NSW: When family history meets history – Sophie Boudarel

by admin in Uncategorised

We, as genealogists, have the chance to travel through time. We discover different destinies, different stories, and sometimes, different countries. We dig through history to understand these paths. At times we come upon more than we expect. We realise that an ancestor did not only live in a past-time, he/she was in fact part of it.

Like many other genealogists, my ancestors were humble people, living their life throughout history. But, as a professional genealogist, I have the chance to work with clients all over the world! Clients who are researching French people that are linked to history. Clients whose ancestors left France for an interesting reason. Some have a family story which matches the emigration records. In these cases, I already know which records to check. In other cases, we carry out some simple research and become caught in an incredible timeline!

A Connection to a violent period in France’s history

An Australian client contacts me. Her great-grandmother was French. She left France to move to London. She has some information about her, a picture, an approximate year of birth and her birthplace according to the UK census record. I was asked to help discover her parents and uncover her ancestry.

I quickly find out when and where her grandmother was born, and the name of her mother. There was nothing about her father. However, with the third given name and information the client given me, I had an idea of who the father might be…

Researching further into this case, I discover the marriage of the parents, and her recognition by her father. The records indicated that the father was a high-ranking military personnel!

I begin to look through different sources, including military records, pension files, Légion d’honneur files to learn more about him. This is when Family History meets History.

This military man, my client’s great-great-grandfather, fought in 1870 against the Prussians. His regiment took part in the defence of Paris. Shortly after this battle, a popular uprising called the Commune occurred in Paris. This was one of the most violent and bloodthirsty repressions. During my research, I had the chance to go through those historical archives. It was like real time travel !

Shifting one hundred years in just one email

We can move from the period of the Commune to World War Two in the same day. Being a professional genealogist also means being able to navigate through different files, and different historical periods.
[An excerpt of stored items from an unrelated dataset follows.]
//! RGBA frame buffers

use super::CompositeError;
use serde::{Deserialize, Serialize};

/// Pixel dimensions of a frame
#[derive(Debug, Clone, Copy, PartialEq, Eq, Serialize, Deserialize)]
pub struct FrameSize {
    pub width: u32,
    pub height: u32,
}

impl FrameSize {
    pub const fn new(width: u32, height: u32) -> Self {
        Self { width, height }
    }

    pub fn is_empty(&self) -> bool {
        self.width == 0 || self.height == 0
    }

    /// Width over height, `None` for empty sizes
    pub fn aspect_ratio(&self) -> Option<f64> {
        (!self.is_empty()).then(|| self.width as f64 / self.height as f64)
    }

    pub fn byte_len(&self) -> usize {
        self.width as usize * self.height as usize * 4
    }
}

/// Tightly packed RGBA8 image
#[derive(Debug, Clone, PartialEq)]
pub struct Frame {
    pub width: u32,
    pub height: u32,
    pub data: Vec<u8>,
}

impl Frame {
    /// Transparent black frame
    pub fn new(size: FrameSize) -> Self {
        Self {
            width: size.width,
            height: size.height,
            data: vec![0; size.byte_len()],
        }
    }

    pub fn filled(size: FrameSize, rgba: [u8; 4]) -> Self {
        let mut frame = Self::new(size);
        for pixel in frame.data.chunks_exact_mut(4) {
            pixel.copy_from_slice(&rgba);
        }
        frame
    }

    pub fn from_rgba(width: u32, height: u32, data: Vec<u8>) -> Result<Self, CompositeError> {
        let frame = Self {
            width,
            height,
            data,
        };
        frame.validate()?;
        Ok(frame)
    }

    pub fn size(&self) -> FrameSize {
        FrameSize::new(self.width, self.height)
    }

    /// Check the buffer length matches the dimensions
    pub fn validate(&self) -> Result<(), CompositeError> {
        let size = self.size();
        if size.is_empty() {
            return Err(CompositeError::EmptyFrame);
        }
        if self.data.len() != size.byte_len() {
            return Err(CompositeError::FrameSizeMismatch {
                expected: size.byte_len(),
                actual: self.data.len(),
            });
        }
        Ok(())
    }

    pub fn clear(&mut self) {
        self.data.fill(0);
    }

    pub fn pixel(&self, x: u32, y: u32) -> Option<[u8; 4]> {
        if x >= self.width || y >= self.height {
            return None;
        }
        let idx = (y as usize * self.width as usize + x as usize) * 4;
        self.data
            .get(idx..idx + 4)
            .map(|p| [p[0], p[1], p[2], p[3]])
    }

    /// Encode as PNG, e.g. for a preview thumbnail
    pub fn encode_png(&self) -> Result<Vec<u8>, CompositeError> {
        self.validate()?;

        let mut out = Vec::new();
        let mut encoder = png::Encoder::new(&mut out, self.width, self.height);
        encoder.set_color(png::ColorType::Rgba);
        encoder.set_depth(png::BitDepth::Eight);

        let mut writer = encoder
            .write_header()
            .map_err(|e| CompositeError::Encode(e.to_string()))?;
        writer
            .write_image_data(&self.data)
            .map_err(|e| CompositeError::Encode(e.to_string()))?;
        writer
            .finish()
            .map_err(|e| CompositeError::Encode(e.to_string()))?;

        Ok(out)
    }
}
My next email took me on this exact path.

When a client based in Seattle asked me to help him to know more about his grandmother’s past as a ‘Resistant’, I knew this would be an emotional ride for the both of us.

His grandmother was arrested in 1944, and deported, being put on the last train to Buchenwald. She worked in a command centre in Leipzig, before being forced to go on a death march. I traced her journey from archives and from testimonies of concentration camp survivors and other supporting documents. Reading a book about it is one thing. But, it is a whole different experience from reading testimonies of survivors, to having the actual historical papers in your hands!
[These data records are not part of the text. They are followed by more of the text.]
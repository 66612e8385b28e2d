//! Persisted application settings
//!
//! Stored as camelCase JSON. Every field has a default, so a partial or older
//! settings file is merged over the defaults when loaded.

use crate::compositor::layout::OutputResolution;
use crate::recorder::state::{AudioInput, VideoQuality};
use crate::utils::error::{AppError, AppResult};
use serde::{Deserialize, Serialize};
use std::path::Path;

/// Auto zoom policy consumed by the virtual camera and the trigger policy
#[derive(Debug, Clone, PartialEq, Serialize, Deserialize)]
#[serde(default, rename_all = "camelCase")]
pub struct ZoomSettings {
    /// Whether activity triggers zoom at all
    pub enabled: bool,
    /// Magnification while zoomed in (>= 1)
    pub zoom_factor: f64,
    /// Length of the eased zoom in/out transition
    pub animation_duration_ms: f64,
    /// Fraction of the remaining distance covered per tick while following
    pub smoothing_factor: f64,
    /// Quiet period after which the camera zooms back out
    pub inactivity_timeout_ms: f64,
    /// Quiet period a burst of key presses needs before it counts
    pub key_debounce_ms: f64,
}

impl Default for ZoomSettings {
    fn default() -> Self {
        Self {
            enabled: true,
            zoom_factor: 2.0,
            animation_duration_ms: 600.0,
            smoothing_factor: 0.1,
            inactivity_timeout_ms: 3000.0,
            key_debounce_ms: 200.0,
        }
    }
}

impl ZoomSettings {
    pub fn validate(&self) -> AppResult<()> {
        if self.zoom_factor.is_nan() || self.zoom_factor < 1.0 {
            return Err(AppError::Config(format!(
                "zoomFactor must be at least 1, got {}",
                self.zoom_factor
            )));
        }
        if self.smoothing_factor.is_nan()
            || self.smoothing_factor <= 0.0
            || self.smoothing_factor > 1.0
        {
            return Err(AppError::Config(format!(
                "smoothingFactor must be in (0, 1], got {}",
                self.smoothing_factor
            )));
        }
        let negative = |ms: f64| ms.is_nan() || ms < 0.0;
        if negative(self.animation_duration_ms) || negative(self.inactivity_timeout_ms) {
            return Err(AppError::Config("durations must not be negative".to_string()));
        }
        Ok(())
    }

    /// Copy with every field forced into its valid range
    pub fn sanitized(&self) -> Self {
        let or = |value: f64, fallback: f64| if value.is_finite() { value } else { fallback };
        let defaults = Self::default();

        Self {
            enabled: self.enabled,
            zoom_factor: or(self.zoom_factor, defaults.zoom_factor).max(1.0),
            animation_duration_ms: or(self.animation_duration_ms, defaults.animation_duration_ms)
                .max(0.0),
            smoothing_factor: or(self.smoothing_factor, defaults.smoothing_factor)
                .clamp(f64::EPSILON, 1.0),
            inactivity_timeout_ms: or(self.inactivity_timeout_ms, defaults.inactivity_timeout_ms)
                .max(0.0),
            key_debounce_ms: or(self.key_debounce_ms, defaults.key_debounce_ms).max(0.0),
        }
    }
}

/// Recording defaults offered by the UI
#[derive(Debug, Clone, PartialEq, Serialize, Deserialize)]
#[serde(default, rename_all = "camelCase")]
pub struct RecordingSettings {
    pub default_quality: VideoQuality,
    pub frame_rate: u32,
    pub resolution: OutputResolution,
    pub include_webcam: bool,
    pub audio_input: AudioInput,
}

impl Default for RecordingSettings {
    fn default() -> Self {
        Self {
            default_quality: VideoQuality::High,
            frame_rate: 60,
            resolution: OutputResolution::Source,
            include_webcam: true,
            audio_input: AudioInput::None,
        }
    }
}

#[derive(Debug, Clone, Default, PartialEq, Serialize, Deserialize)]
#[serde(default, rename_all = "camelCase")]
pub struct AppSettings {
    pub recording: RecordingSettings,
    pub zoom: ZoomSettings,
}

impl AppSettings {
    /// Load settings, falling back to defaults when the file does not exist
    pub fn load(path: &Path) -> AppResult<Self> {
        if !path.exists() {
            tracing::debug!("No settings at {:?}, using defaults", path);
            return Ok(Self::default());
        }

        let content = std::fs::read_to_string(path)?;
        let settings: AppSettings = serde_json::from_str(&content)?;
        settings.zoom.validate()?;
        Ok(settings)
    }

    pub fn save(&self, path: &Path) -> AppResult<()> {
        self.zoom.validate()?;
        if let Some(parent) = path.parent() {
            std::fs::create_dir_all(parent)?;
        }
        let json = serde_json::to_string_pretty(self)?;
        std::fs::write(path, json)?;
        tracing::info!("Settings saved to {:?}", path);
        Ok(())
    }
}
When you work on historical events, you become excited to learn that your ancestor was a part of it. Although, as it happened a long time ago, it seems surreal, like you are a member of an audience. For events that happened recently, when there are still living witnesses, it is a different experience.

This is the beauty of genealogy and being a professional genealogist. You are a privileged witness when Family Histories meet History.

One Comment

  1. 6th February 2019 at 10:56 am

    I have similar experiences of such ‘time travel’. To have access to original sources, available in archives, has time and time again revealed hidden stories. Like finding ancestors who served at the Battle of Waterloo, by tracing their presence in muster rolls. These are not the famous heroes of our national histories, these are the unsung heroes, whose ordinary lives were upturned to form part of our written narrative.